- Born: Michael G. Hanna 1963 (age 62–63) Leeds, Yorkshire, England
- Education: University of Manchester
- Scientific career
- Workplaces: University College London
- Thesis: Studies on the molecular genetics and molecular pathogenesis of the mitochondrial encephalomyopathies (1996)
- Website: orcid.org/0000-0003-0825-4075

= Michael G. Hanna =

British neurologist (born 1963)

 Michael G Hanna (born 1963 in Leeds, England) is Director of the UCL Institute of Neurology, University College London and professor in clinical neurology and consultant neurologist at the National Hospital for Neurology and Neurosurgery, Queen Square, London, and also Director of the Medical Research Council (MRC) Centre for Neuromuscular Disease.

==Education==
Hanna attended Lawnswood Comprehensive State High School in Leeds and undertook undergraduate training in medical biochemistry and medicine at the University of Manchester, graduating with honours in 1988.

==Career and research==
He undertook postgraduate medical and neurological training at the Newcastle upon Tyne university teaching hospitals and at the John Radcliffe Hospital in Oxford and at the National Hospital for Neurology and Neurosurgery, Queen Square, London, London. He undertook neurological research training as an MRC clinical training fellow at the UCL Institute of Neurology, National Hospital for Neurology and Neurosurgery, Queen Square, London.

Hanna was appointed consultant neurologist to the National Hospital for Neurology and Neurosurgery, Queen Square, London, University College Hospital, NHS FT in 1998 and promoted to University College London professor of clinical neurology in 2006. He was clinical director of the National Hospital for Neurology and Neurosurgery from 2007 to 2012, the largest neurological disease hospital in the UK assessing over 130,000 patients per year. He commenced as Director of the UCL Institute of Neurology, Queen Square, London in 2012. The UCL Institute of Neurology is the largest neurological research institute in the UK with over 1400 research staff and students and an annual turnover of £81m. In 2019 the institute held £261m in active research grants from external funders including MRC and Wellcome

==Awards and achievements==
National NHS England coordination of clinical services-in 2001 was central to setting up the NHS England Highly specialised service for rare neuromuscular diseases, which continues to this day, coordinating 4 centres in London, Oxford and Newcastle enabling accurate diagnosis and treatment in congenital muscular dystrophy, congenital myasthenia, limb girdle dystrophy and muscle channelopathies.

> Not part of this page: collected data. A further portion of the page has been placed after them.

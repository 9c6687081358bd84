// CLI module for argument parsing, configuration and the line-command driver

use crate::config::UserConfig;
use crate::domain::CandidateFilter;
use crate::preview::ThumbnailSize;
use crate::session::SessionOptions;
use clap::{ArgAction, Parser};
use std::path::PathBuf;
use std::time::Duration;

/// Shotswp - screenshot triage from the terminal
///
/// Go through your screenshots one by one: keep what matters, queue the rest,
/// then delete the whole queue in one go.
#[derive(Parser, Debug, Clone)]
#[command(name = "shotswp")]
#[command(author, version, about, long_about = None)]
pub struct Args {
    /// Directory holding the photo library
    ///
    /// Falls back to `library_dir` from the config file, then to the current directory.
    pub directory: Option<PathBuf>,

    /// Maximum number of candidates to load
    #[arg(short = 'l', long = "limit")]
    pub limit: Option<usize>,

    /// Offer every image, not only screenshots
    #[arg(short = 'a', long = "all-images", action = ArgAction::SetTrue)]
    pub all_images: bool,

    /// Dry run mode - nothing is moved to the trash
    #[arg(short = 'n', long = "dry-run", action = ArgAction::SetTrue)]
    pub dry_run: bool,

    /// Print the candidates and exit
    #[arg(long = "list", action = ArgAction::SetTrue)]
    pub list: bool,

    /// Do not ask for confirmation before cleaning
    #[arg(short = 'y', long = "yes", action = ArgAction::SetTrue)]
    pub yes: bool,

    /// Enable debug logging
    #[arg(short = 'v', long = "verbose", action = ArgAction::SetTrue)]
    pub verbose: bool,
}

impl Args {
    /// Parse command line arguments
    pub fn parse_args() -> Self {
        Args::parse()
    }

    /// Validate the arguments and return any errors
    pub fn validate(&self) -> Result<(), String> {
        if let Some(ref dir) = self.directory {
            if !dir.exists() {
                return Err(format!("Directory does not exist: {}", dir.display()));
            }
            if !dir.is_dir() {
                return Err(format!("Path is not a directory: {}", dir.display()));
            }
        }

        if self.limit == Some(0) {
            return Err("--limit must be at least 1".to_string());
        }

        Ok(())
    }
}

/// Configuration derived from CLI arguments layered over the user config
#[derive(Debug, Clone)]
pub struct AppConfig {
    pub directory: PathBuf,
    pub filter: CandidateFilter,
    pub candidate_limit: usize,
    pub dry_run: bool,
    pub list_only: bool,
    pub skip_confirm: bool,
    pub verbose: bool,
    pub thumbnail_size: u32,
    pub thumbnail_wait: Duration,
    pub thumbnail_cache_size: usize,
    pub screenshot_patterns: Vec<String>,
}

impl AppConfig {
    pub fn from_args(args: Args, user: &UserConfig) -> Self {
        AppConfig {
            directory: args
                .directory
                .or_else(|| user.library_dir.clone())
                .unwrap_or_else(|| PathBuf::from(".")),
            filter: if args.all_images {
                CandidateFilter::AllImages
            } else {
                CandidateFilter::Screenshots
            },
            candidate_limit: args.limit.unwrap_or(user.candidate_limit),
            dry_run: args.dry_run,
            list_only: args.list,
            skip_confirm: args.yes,
            verbose: args.verbose,
            thumbnail_size: user.thumbnail_size,
            thumbnail_wait: user.thumbnail_wait(),
            thumbnail_cache_size: user.thumbnail_cache_size,
            screenshot_patterns: user.screenshot_patterns.clone(),
        }
    }

    pub fn session_options(&self) -> SessionOptions {
        SessionOptions {
            filter: self.filter,
            candidate_limit: self.candidate_limit,
            thumbnail_size: ThumbnailSize::square(self.thumbnail_size),
            thumbnail_wait: self.thumbnail_wait,
            thumbnail_cache_size: self.thumbnail_cache_size,
        }
    }
}

/// A line typed at the triage prompt
#[derive(Debug, Clone, PartialEq, Eq)]
pub enum Command {
    Keep,
    Delete,
    /// Remove the n-th queued item (1-based, as listed)
    Unqueue(usize),
    ShowQueue,
    /// Empty the queue without deleting anything
    ClearQueue,
    Clean,
    Help,
    Exit,
    Unknown(String),
}

/// Maps a prompt line to a command
pub fn parse_command(line: &str) -> Command {
    let line = line.trim();
    let mut parts = line.split_whitespace();
    let head = parts.next().unwrap_or("").to_lowercase();

    match head.as_str() {
        "k" | "keep" | "right" => Command::Keep,
        "d" | "delete" | "left" => Command::Delete,
        "u" | "unqueue" => match parts.next().and_then(|n| n.parse::<usize>().ok()) {
            Some(n) if n > 0 => Command::Unqueue(n),
            _ => Command::Unknown(line.to_string()),
        },
        "q" | "queue" => Command::ShowQueue,
        "clear" => Command::ClearQueue,
        "c" | "clean" => Command::Clean,
        "?" | "h" | "help" => Command::Help,
        "x" | "exit" | "quit" => Command::Exit,
        _ => Command::Unknown(line.to_string()),
    }
}

/// Maps a confirmation answer; anything but yes is a no
pub fn is_confirmation(line: &str) -> bool {
    matches!(line.trim().to_lowercase().as_str(), "y" | "yes")
}

pub const HELP_TEXT: &str = "\
  k, keep        keep this screenshot
  d, delete      queue this screenshot for deletion
  q, queue       show the deletion queue
  u <n>          remove item n from the queue
  clear          empty the queue
  c, clean       delete everything in the queue
  x, exit        quit without deleting
  ?, help        show this help";

/// Formats a byte count for display (e.g. "1.5 MB")
pub fn format_bytes(bytes: u64) -> String {
    const UNITS: [&str; 4] = ["KB", "MB", "GB", "TB"];

    if bytes < 1024 {
        return format!("{} B", bytes);
    }

    let mut value = bytes as f64 / 1024.0;
    let mut unit = 0;
    while value >= 1024.0 && unit < UNITS.len() - 1 {
        value /= 1024.0;
        unit += 1;
    }
    format!("{:.1} {}", value, UNITS[unit])
}

#[cfg(test)]
mod tests {
    use super::*;

    fn args() -> Args {
        Args {
            directory: None,
            limit: None,
            all_images: false,
            dry_run: false,
            list: false,
            yes: false,
            verbose: false,
        }
    }

    mod args_tests {
        use super::*;

        #[test]
        fn test_args_parse_flags() {
            let args = Args::try_parse_from([
                "shotswp",
                "/photos",
                "--limit",
                "20",
                "--all-images",
                "-n",
                "-y",
            ])
            .unwrap();

            assert_eq!(args.directory, Some(PathBuf::from("/photos")));
            assert_eq!(args.limit, Some(20));
            assert!(args.all_images);
            assert!(args.dry_run);
            assert!(args.yes);
            assert!(!args.list);
        }

        #[test]
        fn test_args_validate_nonexistent_directory() {
            let args = Args {
                directory: Some(PathBuf::from("/nonexistent/path/12345")),
                ..args()
            };

            let result = args.validate();
            assert!(result.unwrap_err().contains("does not exist"));
        }

        #[test]
        fn test_args_validate_zero_limit() {
            let args = Args {
                limit: Some(0),
                ..args()
            };
            assert!(args.validate().is_err());
        }

        #[test]
        fn test_args_validate_success() {
            let args = Args {
                directory: Some(PathBuf::from(".")),
                limit: Some(5),
                ..args()
            };
            assert!(args.validate().is_ok());
        }
    }

    mod config_tests {
        use super::*;

        #[test]
        fn test_app_config_defaults_from_user_config() {
            let config = AppConfig::from_args(args(), &UserConfig::default());

            assert_eq!(config.directory, PathBuf::from("."));
            assert_eq!(config.filter, CandidateFilter::Screenshots);
            assert_eq!(config.candidate_limit, 300);
            assert_eq!(config.thumbnail_wait, Duration::from_millis(250));
            assert!(!config.dry_run);
        }

        #[test]
        fn test_app_config_args_override_user_config() {
            let user = UserConfig {
                library_dir: Some(PathBuf::from("/configured")),
                candidate_limit: 100,
                ..UserConfig::default()
            };
            let args = Args {
                directory: Some(PathBuf::from("/given")),
                limit: Some(7),
                all_images: true,
                ..args()
            };

            let config = AppConfig::from_args(args, &user);

            assert_eq!(config.directory, PathBuf::from("/given"));
            assert_eq!(config.candidate_limit, 7);
            assert_eq!(config.filter, CandidateFilter::AllImages);
        }

        #[test]
        fn test_app_config_uses_configured_library() {
            let user = UserConfig {
                library_dir: Some(PathBuf::from("/configured")),
                ..UserConfig::default()
            };
            let config = AppConfig::from_args(args(), &user);
            assert_eq!(config.directory, PathBuf::from("/configured"));
        }

        #[test]
        fn test_session_options() {
            let mut config = AppConfig::from_args(args(), &UserConfig::default());
            config.thumbnail_size = 320;

            let options = config.session_options();
            assert_eq!(options.thumbnail_size, ThumbnailSize::square(320));
            assert_eq!(options.candidate_limit, 300);
        }
    }

    mod command_tests {
        use super::*;

        #[test]
        fn test_parse_keep_and_delete() {
            assert_eq!(parse_command("k"), Command::Keep);
            assert_eq!(parse_command("  KEEP "), Command::Keep);
            assert_eq!(parse_command("right"), Command::Keep);
            assert_eq!(parse_command("d"), Command::Delete);
            assert_eq!(parse_command("left"), Command::Delete);
        }

        #[test]
        fn test_parse_unqueue() {
            assert_eq!(parse_command("u 2"), Command::Unqueue(2));
            assert_eq!(parse_command("u 0"), Command::Unknown("u 0".to_string()));
            assert_eq!(parse_command("u"), Command::Unknown("u".to_string()));
            assert_eq!(parse_command("u x"), Command::Unknown("u x".to_string()));
        }

        #[test]
        fn test_parse_other_commands() {
            assert_eq!(parse_command("q"), Command::ShowQueue);
            assert_eq!(parse_command("clear"), Command::ClearQueue);
            assert_eq!(parse_command("c"), Command::Clean);
            assert_eq!(parse_command("?"), Command::Help);
            assert_eq!(parse_command("x"), Command::Exit);
            assert_eq!(parse_command(""), Command::Unknown(String::new()));
            assert_eq!(parse_command("zz"), Command::Unknown("zz".to_string()));
        }

        #[test]
        fn test_is_confirmation() {
            assert!(is_confirmation("y"));
            assert!(is_confirmation("YES\n"));
            assert!(!is_confirmation("n"));
            assert!(!is_confirmation(""));
        }
    }

    #[test]
    fn test_format_bytes() {
        assert_eq!(format_bytes(0), "0 B");
        assert_eq!(format_bytes(1023), "1023 B");
        assert_eq!(format_bytes(1024), "1.0 KB");
        assert_eq!(format_bytes(1536), "1.5 KB");
        assert_eq!(format_bytes(5 * 1024 * 1024), "5.0 MB");
        assert_eq!(format_bytes(3 * 1024 * 1024 * 1024), "3.0 GB");
    }
}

In 2006 he was a founding partner to establish the NHS England Highly Specialised services for mitochondrial diseases linking Newcastle Oxford and London centres which continues to this day.

In 2012 he led an audit across 10 NHS Trusts in the SE of England assessing over 700 patient episodes and provided evidence that 40% of unplanned emergency admissions for patients with Neuromuscular diseases were avoidable and would if extrapolated across the NHS would save >£40m per annum. He used this data to make a case with colleagues to set up a specialised Neuromuscular Complex Care Centre at UCLH and raised £2m through charity fund raising to build and open the NMCCC.

In 2008 Hanna established the MRC Centre for Translational Research in Neuromuscular Disease. This has transformed the experimental medicine landscape in the UK for neuromuscular diseases and enabled many natural history studies and clinical trials. It established a National biobank of >5000 patient samples for research and has supported the training of over 34 clinical and non clinical PhD students.

Hanna established and is Director of a new MRC International Centre for Genomic Medicine in Neuromuscular Diseases in 2019. This £5.5m strategic award links 14 centres in India, Turkey, South Africa, Zambia and Brazil to advance genomics for patients and establish an international fellowship training programme.

He was voted best clinical teacher by clinical medical students year 2000.

He has delivered many keynote lectures and memorial lectures worldwide including the UK, (Goulstonian Lectureship to the Royal College of Physicians in 2003 Goulstonian Lectures), and the prestigious Ian MacDonald Lecture.

He was elected a Guarantor of Brain in 2009, and a corresponding member of the American Neurology Association in 2010.

He delivered the Inaugural Chopra Oration to the Indian Academy of Neurology in Hyderabad in 2019.

He was elected to the Fellowship of the Academy of Medical Sciences (FMedSci) in 2019.